Objective: To compare the perinatal characteristics, neonatal morbidity and mortality of preterm singletons, twins and triplets born at 22-31 weeks’ gestation and admitted to Neonatal Intensive Care Units (NICU) in New South Wales (NSW) and Australian Capital Territory (ACT) between 1994 and 2005.
Methods: Perinatal characteristics and neonatal outcome data were obtained from the regional NICUS Data Collection to test for a priori hypothesis. The 10068 very premature infants studied included 7304 (72.5%) singletons, 2444 (24.2%) twins and 320 (3.2%) triplets.
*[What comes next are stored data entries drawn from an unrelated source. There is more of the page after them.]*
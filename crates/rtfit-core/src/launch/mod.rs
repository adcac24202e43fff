//! Turning populations into queued, submitted simulations.

pub mod input;
pub mod jobscript;
pub mod launcher;
pub mod options;
pub mod record;

pub use input::SimulationInput;
pub use launcher::{BatchLauncher, LaunchSummary};
pub use options::SchedulingOptions;
pub use record::{SimulationRecord, SimulationStatus};
//! Parallelization planning and runtime estimation.

pub mod memory;
pub mod planner;
pub mod runtime;
pub mod scheme;

pub use memory::MemoryEstimate;
pub use planner::{HostResources, Planner, SceneResources};
pub use runtime::{RuntimeEstimator, TimingRecord};
pub use scheme::Parallelization;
Results: Assisted conception associated with a higher maternal age contributed to higher twins and triplets admissions that twins (OR 6.9, 95% CI 6.1-8.0) and triplets (OR 35.6, 95% CI 27.6-45.8) were significantly more likely a result of assisted conception. Major neonatal morbidities were similar between the three groups of singleton, twins or triplets. While twins of 22-27 weeks’ gestation (adjusted OR 1.39, 95% CI 1.12-1.72) had higher mortality compared to singletons, mortality only diverged below 24 weeks' gestation. Mortality was predicted by decreasing gestational age, male gender and lack of antenatal steroids, whereas assisted conception was protective against mortality (adjusted OR 0.69, 95% CI 0.57-0.86).
Conclusions: Assisted conception contributed to higher very premature NICU admissions of twins and triplets. Preterm twins at the very extreme of viability had higher mortality compared to singletons. The protective effect of assisted conception against mortality requires further research.